Chapter 0: Blind Players

Two spies are communicating through coded messages. Neither can see the other's location. Neither knows if their messages are getting through. Each must decide when to act, when to wait — without ever observing the full situation.

This is what happens when you combine partial observability with multiagent interaction. In a single-agent POMDP (Ch 19–22), you maintain a belief over the world state and plan accordingly. When a second agent enters, they also have incomplete information — and your uncertainty is compounded by theirs.

A partially observable Markov game (POMG) is what you get when multiple agents with private observations share a Markov game. Each agent sees only their own observation, not the full state. The strategic calculation must account for both physical uncertainty (what's the state?) and social uncertainty (what does the other agent believe about the state?).

Two kinds of uncertainty stack: In a POMDP, uncertainty is about the world. In a POMG, uncertainty is about the world AND about what other agents know about the world AND about what other agents know you know. This nesting can be infinite. Managing it tractably is the central challenge of this chapter.

Uncertainty Stacking Visualization

Compare the belief hierarchies across settings. Click each to see how the epistemic structure grows.

Click a model to see its epistemic structure.

Why POMGs are strictly harder than either POMDPs or Markov games: A POMDP has a belief state b ∈ Δ(S). You can plan over beliefs. A Markov game requires Nash equilibrium over policies. A POMG requires Nash equilibrium over policies over beliefs. The belief state itself depends on the agents' observation histories, which in turn depend on the other agents' actions. Everything is coupled.

What makes a partially observable Markov game strictly harder than a Markov game?

Each agent must reason about the world state and about what other agents know — beliefs about beliefs compound the uncertainty POMGs have larger action spaces POMGs require continuous state spaces

Chapter 1: POMG Formalism

A partially observable Markov game (POMG) for n agents is (I, S, A₁, …, A_n, T, R₁, …, R_n, Ω₁, …, Ω_n, O, γ):

Component	Notation	Meaning
Agents, states, actions	I, S, A_i	Same as Markov game
Transition	T(s'\|s, a)	Next state given joint action
Rewards	R_i(s, a)	Agent i's reward
Observation spaces	Ω_i	Private observations for each agent i
Observation model	O(o₁, …, o_n\|s', a)	Joint observation probability
Discount	γ	Time preference

After each step, the world moves to s' ~ T(·|s,a). Each agent i receives a private observation o_i ~ O_i(·|s',a). Agent i's policy maps their observation history to an action: π_i : (o_i,1, a_i,1, …, o_i,t) → Δ(A_i). Note: agent i does not see the observations of other agents.

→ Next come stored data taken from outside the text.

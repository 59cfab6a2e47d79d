/// Format a real number for display.
///
/// Whole numbers print without a fractional part.
pub fn format_real(value: f64) -> String {
    if value.is_nan() {
        "NaN".to_string()
    } else if value.is_infinite() {
        let label = if value > 0.0 { "Inf" } else { "-Inf" };
        label.to_string()
    } else if value.fract() == 0.0 && value.abs() < 1e15 {
        format!("{}", value as i64)
    } else {
        format!("{}", value)
    }
}
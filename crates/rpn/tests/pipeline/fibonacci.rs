//! Tests for the Fibonacci command.

use rpn::{CalcError, StackEvaluator};

fn fib(n: f64) -> Result<f64, CalcError> {
    let mut calc = StackEvaluator::new();
    calc.push(n);
    calc.fibonacci()
}

#[test]
fn small_indices() {
    assert_eq!(fib(0.0), Ok(0.0));
    assert_eq!(fib(1.0), Ok(1.0));
    assert_eq!(fib(2.0), Ok(1.0));
    assert_eq!(fib(3.0), Ok(2.0));
}

#[test]
fn tenth() {
    assert_eq!(fib(10.0), Ok(55.0));
}

#[test]
fn fiftieth() {
    assert_eq!(fib(50.0), Ok(12_586_269_025.0));
}

#[test]
fn replaces_top_value() {
    let mut calc = StackEvaluator::new();
    calc.push(7.0);
    calc.push(10.0);
    assert_eq!(calc.fibonacci(), Ok(55.0));
    assert_eq!(calc.stack().as_slice(), &[7.0, 55.0]);
}

#[test]
fn negative_index_consumes_value() {
    let mut calc = StackEvaluator::new();
    calc.push(-1.0);
    assert_eq!(calc.fibonacci(), Err(CalcError::NegativeIndex(-1)));
    assert!(calc.stack().is_empty());
    assert_eq!(
        calc.last_error_message(),
        "fibonacci index cannot be negative (-1)"
    );
}

#[test]
fn negative_fraction_truncates_to_zero() {
    assert_eq!(fib(-0.5), Ok(0.0));
}

#[test]
fn empty_stack() {
    let mut calc = StackEvaluator::new();
    assert_eq!(calc.fibonacci(), Err(CalcError::EmptyStack));
}

#[test]
fn after_expression() {
    let mut calc = StackEvaluator::new();
    calc.process_expression("2 3 +").unwrap();
    assert_eq!(calc.fibonacci(), Ok(5.0));
}

#[test]
fn infinite_index_saturates() {
    assert_eq!(fib(f64::INFINITY), Ok(f64::INFINITY));
}

#[test]
fn huge_index_saturates() {
    assert_eq!(fib(1e12), Ok(f64::INFINITY));
}

#[test]
fn overflowed_power_as_index() {
    let mut calc = StackEvaluator::new();
    calc.process_expression("10 400 ^").unwrap();
    assert_eq!(calc.fibonacci(), Ok(f64::INFINITY));
    assert_eq!(calc.stack().as_slice(), &[f64::INFINITY]);
}
//! RPN: a stack evaluator for Reverse Polish Notation.
//!
//! Expressions are whitespace-separated numbers and single-character
//! operators. Numbers are pushed onto a data stack; operators pop their
//! operands and push the result.
//!
//! # Operators
//!
//! | op  | effect                                   |
//! |-----|------------------------------------------|
//! | `+` | a + b                                    |
//! | `-` | a - b                                    |
//! | `*` | a * b                                    |
//! | `/` | a / b (fails when b is zero)             |
//! | `^` | a raised to the power b                  |
//! | `s` | pushes a back, then the square root of b |
//!
//! # Example
//!
//! ```
//! use rpn::{CalcError, StackEvaluator};
//!
//! let mut calc = StackEvaluator::new();
//! assert_eq!(calc.process_expression("3 4 +"), Ok(7.0));
//!
//! assert_eq!(calc.process_expression("4 0 /"), Err(CalcError::DivisionByZero));
//! assert!(calc.stack().is_empty());
//! ```

pub mod error;
pub mod evaluator;
pub mod format;
pub mod operator;
pub mod stack;
pub mod token;

pub use error::{CalcError, OperatorError, Result};
pub use evaluator::{StackEvaluator, StackSnapshot};
pub use format::format_real;
pub use operator::Operator;
pub use stack::Stack;
pub use token::Token;
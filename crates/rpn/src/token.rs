//! Token classification for RPN input.
//!
//! Input is split on whitespace. Each piece is either a numeric literal
//! (optional leading minus, ASCII digits, at most one decimal point) or an
//! operator token. Anything that is not a numeric literal is handed to
//! operator dispatch, which decides whether it is valid.

use crate::error::{CalcError, Result};

/// A classified input token.
#[derive(Clone, Copy, Debug, PartialEq, Eq)]
pub enum Token<'a> {
    /// Text that looks like a number. Conversion may still fail (`.`).
    Number(&'a str),
    /// Anything else.
    Operator(&'a str),
}

impl<'a> Token<'a> {
    /// Classify a single whitespace-free token.
    pub fn classify(text: &'a str) -> Self {
        if is_numeric_literal(text) {
            Token::Number(text)
        } else {
            Token::Operator(text)
        }
    }

    /// The original text of the token.
    pub fn text(self) -> &'a str {
        match self {
            Token::Number(s) | Token::Operator(s) => s,
        }
    }
}

/// Split an expression into classified tokens.
pub fn tokenize(expression: &str) -> impl Iterator<Item = Token<'_>> {
    expression.split_whitespace().map(Token::classify)
}

/// Check whether `text` has the shape of a numeric literal.
///
/// A leading `-` only counts as a sign when something follows it, so a bare
/// `-` is an operator.
pub fn is_numeric_literal(text: &str) -> bool {
    let digits = match text.strip_prefix('-') {
        Some(rest) if !rest.is_empty() => rest,
        _ => text,
    };

    let mut seen_dot = false;
    for c in digits.chars() {
        match c {
            '.' if !seen_dot => seen_dot = true,
            c if c.is_ascii_digit() => {}
            _ => return false,
        }
    }
    true
}

/// Convert a numeric literal to a real.
pub fn parse_number(text: &str) -> Result<f64> {
    match text.parse::<f64>() {
        Ok(value) if value.is_finite() => Ok(value),
        _ => Err(CalcError::InvalidNumber(text.to_string())),
    }
}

Observations can be conditionally independent: Often O(o₁, …, o_n|s', a) = ∏_i O_i(o_i|s', a). Each agent's noisy sensor independently reads the world state. This factored observation model is almost universal in practice — it avoids modeling correlations between agents' sensors. The joint observation model is needed in theory to define belief updates; conditional independence simplifies computation.

Special Case: Dec-POMDP

When all agents share the same reward function (R₁ = … = R_n = R), the POMG becomes a Dec-POMDP (Ch 27). No game theory needed — it's purely a planning problem. But it's NEXP-complete.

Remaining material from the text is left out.